**Task prompt**
Search the material below for the word "struct". Copy every line where it is found.

----- Data extracts

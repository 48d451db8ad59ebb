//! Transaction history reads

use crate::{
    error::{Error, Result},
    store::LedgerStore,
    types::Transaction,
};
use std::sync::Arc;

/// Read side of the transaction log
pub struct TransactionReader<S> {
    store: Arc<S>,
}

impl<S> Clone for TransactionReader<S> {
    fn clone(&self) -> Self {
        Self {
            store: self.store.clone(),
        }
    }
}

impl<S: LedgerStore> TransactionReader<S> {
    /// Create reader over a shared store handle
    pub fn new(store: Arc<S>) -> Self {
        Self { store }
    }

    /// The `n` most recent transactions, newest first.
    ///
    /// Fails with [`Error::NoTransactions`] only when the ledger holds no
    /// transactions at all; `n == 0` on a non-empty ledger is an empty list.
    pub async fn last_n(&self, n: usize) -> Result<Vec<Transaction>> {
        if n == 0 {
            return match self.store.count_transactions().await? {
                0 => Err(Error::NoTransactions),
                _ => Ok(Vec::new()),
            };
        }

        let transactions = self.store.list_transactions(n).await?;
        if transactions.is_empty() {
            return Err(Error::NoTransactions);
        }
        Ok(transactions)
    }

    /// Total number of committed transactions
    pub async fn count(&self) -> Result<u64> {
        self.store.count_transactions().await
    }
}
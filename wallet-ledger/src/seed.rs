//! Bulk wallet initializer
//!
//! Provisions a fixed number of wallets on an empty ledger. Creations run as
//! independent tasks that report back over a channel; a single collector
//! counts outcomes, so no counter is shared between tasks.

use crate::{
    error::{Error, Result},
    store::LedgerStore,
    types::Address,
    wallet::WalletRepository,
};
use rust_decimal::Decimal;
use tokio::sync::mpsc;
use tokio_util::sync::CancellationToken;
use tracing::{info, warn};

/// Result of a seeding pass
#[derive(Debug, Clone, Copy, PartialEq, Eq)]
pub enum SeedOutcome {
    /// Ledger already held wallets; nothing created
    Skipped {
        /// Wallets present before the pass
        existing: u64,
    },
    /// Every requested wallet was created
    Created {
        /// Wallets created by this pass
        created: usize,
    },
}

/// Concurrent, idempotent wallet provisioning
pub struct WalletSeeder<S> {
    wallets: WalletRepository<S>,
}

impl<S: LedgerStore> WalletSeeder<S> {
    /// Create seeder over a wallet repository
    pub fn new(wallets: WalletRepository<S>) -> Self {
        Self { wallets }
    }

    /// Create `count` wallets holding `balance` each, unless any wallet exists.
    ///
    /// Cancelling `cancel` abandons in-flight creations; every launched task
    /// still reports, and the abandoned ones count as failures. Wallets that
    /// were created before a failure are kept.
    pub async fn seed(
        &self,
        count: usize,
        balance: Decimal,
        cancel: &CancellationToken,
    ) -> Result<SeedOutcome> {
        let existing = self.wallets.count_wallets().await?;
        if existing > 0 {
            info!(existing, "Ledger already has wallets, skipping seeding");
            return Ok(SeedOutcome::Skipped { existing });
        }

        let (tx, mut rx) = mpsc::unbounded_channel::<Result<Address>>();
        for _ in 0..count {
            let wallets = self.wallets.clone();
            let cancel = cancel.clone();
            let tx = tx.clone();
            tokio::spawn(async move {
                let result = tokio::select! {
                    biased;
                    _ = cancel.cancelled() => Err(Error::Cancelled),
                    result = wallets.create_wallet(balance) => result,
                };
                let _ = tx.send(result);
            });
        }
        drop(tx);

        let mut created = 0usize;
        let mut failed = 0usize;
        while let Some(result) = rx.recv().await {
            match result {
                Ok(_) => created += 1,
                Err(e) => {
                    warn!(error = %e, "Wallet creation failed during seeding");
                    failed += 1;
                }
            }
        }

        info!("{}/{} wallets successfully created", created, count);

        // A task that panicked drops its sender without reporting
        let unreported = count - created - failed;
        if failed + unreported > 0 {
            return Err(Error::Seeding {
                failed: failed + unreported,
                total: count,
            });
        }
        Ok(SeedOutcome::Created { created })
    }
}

----------

**Response**
pub struct TransactionReader<S> {
pub struct WalletSeeder<S> {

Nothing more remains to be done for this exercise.